The steelhead fishery will open Feb. 3 on the Skagit and Sauk Rivers
MILL CREEK – Fisheries managers with the Washington Department of Fish and Wildlife (WDFW) and the Skagit Tribes involved in management expect 5,215 wild steelhead to return to the Skagit River and its tributaries this year.
Under a management plan approved last spring, these projections are sufficient to sustain state-run recreational catch and release fisheries and modest fisheries managed by the Swinomish Indian Tribal Community, the Upper Skagit Indian Tribe, and the Sauk-Suiattle Indian Tribe.
Recreational steelhead fishing will be open from February 3 to April 17, five days a week from Saturday to Wednesday only, and closed on Thursdays and Fridays, on portions of the Skagit River and its major tributary, the Sauk River, under catch-and-release regulations, except up to Two hatchery steelhead. Detained. Wild steelhead must be released immediately and may not be removed from the water. All other species fishing – including targeting trout – remains closed during this fishing period.
Steelhead are a rainbow trout that can exceed 30 pounds, Washington’s state fish, and an icon of the Pacific Northwest that has been a source of important cultural and economic benefits throughout the region’s history.
“Steelhead fishing is part of the tribal and non-tribal culture in Washington state,” said Edward Eleazer, WDFW’s Northern Puget Sound fish program manager. “This fishery is a model of co-management, and as a component of WDFW’s Quicksilver portfolio for Puget Sound steelhead restoration and fisheries, for steelhead management guided by science and careful monitoring.”

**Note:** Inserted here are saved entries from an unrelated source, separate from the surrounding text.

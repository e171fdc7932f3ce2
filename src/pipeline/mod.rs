//! Pipeline orchestration for document operations.
//!
//! Ties the stages together: text → node tree → index → built document,
//! and for comparisons, two built documents → change report.

mod diff_stage;
mod output;
mod parse;

pub use diff_stage::{compare_documents_str, compare_files};
pub use output::{report_to_json, write_output, OutputTarget};
pub use parse::{build_document, build_document_str, BuiltDocument};
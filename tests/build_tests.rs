//! Document build integration tests.
//!
//! Build whole documents from inline fixtures and check that typed values
//! and their source positions come out as written.

use oas_tools::config::BuildConfig;
use oas_tools::error::{BuildErrorKind, OasError};
use oas_tools::model::HasExtensions;
use oas_tools::pipeline::{build_document, build_document_str, BuiltDocument};
use serde_yaml::Value;
use std::io::Write;

// ============================================================================
// Fixtures
// ============================================================================

const PETSTORE: &str = r#"openapi: 3.1.0
info:
  title: Swagger Petstore
  version: 1.0.0
  license:
    name: MIT
  x-audience: public
servers:
  - url: https://petstore.io/v1
paths:
  /pets:
    get:
      operationId: listPets
      tags: [pets]
      deprecated: false
    post:
      operationId: createPet
  /pets/{petId}:
    $ref: '#/components/pathItems/pet'
webhooks:
  newPet:
    post:
      summary: New pet
components:
  pathItems:
    pet:
      get:
        operationId: showPet
security:
  - petstore_auth: [read, write]
tags:
  - name: pets
    description: Pet operations
x-owner: pets-team
"#;

const LEGACY: &str = r#"swagger: '2.0'
info:
  title: Legacy
  version: '1'
host: api.example.com
basePath: /v1
schemes: [https]
paths:
  /pets:
    get:
      operationId: listPets
      produces: [application/json]
  /legacy:
    $ref: 'other.yaml#/missing'
securityDefinitions:
  oauth:
    type: oauth2
    flow: implicit
    authorizationUrl: https://auth.example.com
    scopes:
      read: Read access
"#;

fn openapi3(yaml: &str) -> oas_tools::model::v3::Document {
    match build_document_str(yaml, &BuildConfig::default()).unwrap() {
        BuiltDocument::OpenApi3(doc) => doc,
        BuiltDocument::Swagger2(_) => panic!("expected an OpenAPI 3 document"),
    }
}

// ============================================================================
// OpenAPI 3.x
// ============================================================================

mod openapi3_documents {
    use super::*;

    #[test]
    fn values_keep_their_positions() {
        let doc = openapi3(PETSTORE);
        assert_eq!(doc.version.as_ref().unwrap().value, "3.1.0");

        let info = &doc.info.as_ref().unwrap().value;
        let title = info.title.as_ref().unwrap();
        assert_eq!(title.value, "Swagger Petstore");
        assert_eq!((title.line(), title.column()), (3, 10));
        assert_eq!(info.license.as_ref().unwrap().value.name.as_ref().unwrap().value, "MIT");

        let paths = &doc.paths.as_ref().unwrap().value;
        let get = paths.find_path("/pets").unwrap().value.get.as_ref().unwrap();
        let id = get.value.operation_id.as_ref().unwrap();
        assert_eq!(id.value, "listPets");
        assert_eq!((id.line(), id.column()), (13, 20));
        assert!(!get.value.deprecated.as_ref().unwrap().value);
    }

    #[test]
    fn referenced_path_item_is_dereferenced() {
        let doc = openapi3(PETSTORE);
        assert_eq!(doc.path_count(), 2);
        assert_eq!(doc.index.reference_count(), 1);

        let pet = doc.paths.as_ref().unwrap().value.find_path("/pets/{petId}").unwrap();
        assert_eq!(pet.line(), 27);
        let get = pet.value.get.as_ref().unwrap();
        assert_eq!(get.value.operation_id.as_ref().unwrap().value, "showPet");
    }

    #[test]
    fn operations_follow_method_order() {
        let doc = openapi3(PETSTORE);
        let pets = &doc.paths.as_ref().unwrap().value.find_path("/pets").unwrap().value;
        let methods: Vec<_> = pets.operations().map(|(method, _)| method).collect();
        assert_eq!(methods, vec!["get", "post"]);
    }

    #[test]
    fn webhooks_security_tags_and_extensions() {
        let doc = openapi3(PETSTORE);

        let hooks = &doc.webhooks.as_ref().unwrap().value;
        let new_pet = hooks.iter().find(|(k, _)| k.value == "newPet").unwrap().1;
        let post = new_pet.value.post.as_ref().unwrap();
        assert_eq!(post.value.summary.as_ref().unwrap().value, "New pet");

        let security = &doc.security.as_ref().unwrap().value[0].value;
        let scopes: Vec<_> = security
            .find_requirement("petstore_auth")
            .unwrap()
            .value
            .iter()
            .map(|s| s.value.as_str())
            .collect();
        assert_eq!(scopes, vec!["read", "write"]);

        let tag = &doc.tags.as_ref().unwrap().value[0].value;
        assert_eq!(tag.name.as_ref().unwrap().value, "pets");

        assert_eq!(doc.find_extension("x-owner").unwrap().value, Value::from("pets-team"));
        let info = &doc.info.as_ref().unwrap().value;
        assert_eq!(info.find_extension("X-Audience").unwrap().value, Value::from("public"));
    }

    #[test]
    fn operation_responses_resolve_into_components() {
        let doc = openapi3(
            r#"openapi: 3.0.3
paths:
  /pets/{petId}:
    get:
      responses:
        '200':
          description: A pet
        '404':
          $ref: '#/components/responses/NotFound'
components:
  responses:
    NotFound:
      description: No such pet
      headers:
        Retry-After:
          $ref: '#/components/headers/RetryAfter'
  headers:
    RetryAfter:
      description: Seconds to wait
"#,
        );

        let pet = &doc.paths.as_ref().unwrap().value.find_path("/pets/{petId}").unwrap().value;
        let responses = &pet.get.as_ref().unwrap().value.responses.as_ref().unwrap().value;
        let missing = responses.find_response_by_code("404").unwrap();
        assert_eq!(missing.line(), 13);
        assert_eq!(missing.value.description.as_ref().unwrap().value, "No such pet");
        let retry = missing.value.find_header("retry-after").unwrap();
        assert_eq!(retry.value.description.as_ref().unwrap().value, "Seconds to wait");

        let components = &doc.components.as_ref().unwrap().value;
        assert!(components.find_response("NotFound").is_some());
        assert_eq!(doc.index.reference_count(), 2);
    }

    #[test]
    fn json_documents_build_too() {
        let doc = openapi3(r#"{"openapi": "3.0.3", "paths": {"/a": {"get": {"operationId": "a"}}}}"#);
        assert_eq!(doc.path_count(), 1);
    }
}

// ============================================================================
// Swagger 2.0
// ============================================================================

mod swagger_documents {
    use super::*;

    #[test]
    fn swagger_fields_build() {
        let built = build_document_str(LEGACY, &BuildConfig::default()).unwrap();
        let swagger = built.as_swagger2().unwrap();

        assert_eq!(swagger.host.as_ref().unwrap().value, "api.example.com");
        assert_eq!(swagger.base_path.as_ref().unwrap().value, "/v1");
        assert_eq!(swagger.schemes.as_ref().unwrap().value[0].value, "https");

        let paths = &swagger.paths.as_ref().unwrap().value;
        let pets = &paths.find_path("/pets").unwrap().value;
        let produces = pets.get.as_ref().unwrap().value.produces.as_ref().unwrap();
        assert_eq!(produces.value[0].value, "application/json");

        let schemes = &swagger.security_definitions.as_ref().unwrap().value;
        let oauth = schemes.iter().find(|(k, _)| k.value == "oauth").unwrap().1;
        let scopes = &oauth.value.scopes.as_ref().unwrap().value;
        assert_eq!(scopes.find_scope("read").unwrap().value, "Read access");
    }

    #[test]
    fn swagger_path_references_stay_as_text() {
        let built = build_document_str(LEGACY, &BuildConfig::default()).unwrap();
        let paths = &built.as_swagger2().unwrap().paths.as_ref().unwrap().value;
        let legacy = &paths.find_path("/legacy").unwrap().value;
        assert_eq!(legacy.reference.as_ref().unwrap().value, "other.yaml#/missing");
        assert!(legacy.get.is_none());
    }
}

// ============================================================================
// Failures
// ============================================================================

mod failures {
    use super::*;

    #[test]
    fn wrong_scalar_type_reports_field_and_position() {
        let yaml = "openapi: 3.1.0\npaths:\n  /pets:\n    get:\n      deprecated: maybe\n";
        let err = build_document_str(yaml, &BuildConfig::default()).unwrap_err();
        match err {
            OasError::Build {
                context,
                source:
                    BuildErrorKind::InvalidValue {
                        field,
                        line,
                        column,
                        ..
                    },
            } => {
                assert_eq!(field, "deprecated");
                assert_eq!((line, column), (5, 19));
                assert!(context.contains("building path item '/pets'"), "{context}");
            }
            other => panic!("expected an invalid value error, got {other:?}"),
        }
    }

    #[test]
    fn paths_must_be_a_mapping() {
        let err = build_document_str("openapi: 3.1.0\npaths: [a]\n", &BuildConfig::default())
            .unwrap_err();
        assert!(matches!(
            err,
            OasError::Build {
                source: BuildErrorKind::InvalidStructure { .. },
                ..
            }
        ));
    }

    #[test]
    fn missing_file_is_an_io_error() {
        let err = build_document(
            std::path::Path::new("/nonexistent/api.yaml"),
            &BuildConfig::default(),
        )
        .unwrap_err();
        assert!(matches!(err, OasError::Io { .. }));
    }
}

// ============================================================================
// Files
// ============================================================================

#[test]
fn build_from_file() {
    let mut file = tempfile::Builder::new().suffix(".yaml").tempfile().unwrap();
    file.write_all(PETSTORE.as_bytes()).unwrap();

    let built = build_document(file.path(), &BuildConfig::default()).unwrap();
    assert_eq!(built.path_count(), 2);
    assert!(built.as_openapi3().is_some());
}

“We ask that recreational hunters give tribal hunters space and respect if they encounter each other in the Skagit or Sauk during this hunt,” Eliezer said.
On the Skagit River, steelhead fishing will be permitted from The Dalles Bridge at Concrete upstream to the Cascade River Trail (Marblemount Bridge). On the Sooke River, steelhead fishing will be open from the mouth of the river to Darrington Bridge (Sooke Prairie Road). See Emergency Fishing Rule Changes for additional details, including prohibitions on fishing from boats while with a motor on Skagit, and fishing from a boat with a motor attached on Sauk.
In 2007, steelhead in the distinct population segment of Puget Sound (DPS)—including wild fish returning to the Skagit—were listed as threatened under the federal Endangered Species Act (ESA).
The 10-year Skagit River Steelhead Fishery Resource Management Plan (RMP) approved in March 2023 allows state and tribal co-managers to operate a directed steelhead fishery with strict guidelines, monitoring, catch sampling, and enforcement. The plan was approved by the National Marine Fisheries Service (NOAA Fisheries) and reviewed by the U.S. Fish and Wildlife Service during ESA consultations. The RMP is available on the NOAA Fisheries web page.
During the 2024 season, fishery biologists with WDFW and participating managing tribes will also conduct in-season monitoring including krill sampling and fishery testing – as well as extracting sample size and genetic data – to improve our understanding of the Skagit Steelhead population and inform the future. Fisheries management.
While steelhead are sometimes known as the “fish of a thousand casts,” catching them does not require a boat or expensive equipment, making them a relatively accessible fishery. The Skagit Basin has a cult status among steelhead owners as the birthplace of many fishing techniques used by both anglers and anglers.
Steelhead are also an important indicator of ecosystem health. Unlike salmon, steelhead can survive spawning and return to spawn more than once. They spend a significant portion of their juvenile and adult life stages in freshwater, making them particularly vulnerable to habitat degradation and other stresses.
We would like to remind hunters that the new hunting license year begins on April 1, 2024.
The Washington Department of Fish and Wildlife works to conserve, protect and sustain fish, wildlife and ecosystems while providing sustainable recreational and commercial opportunities for fish and wildlife.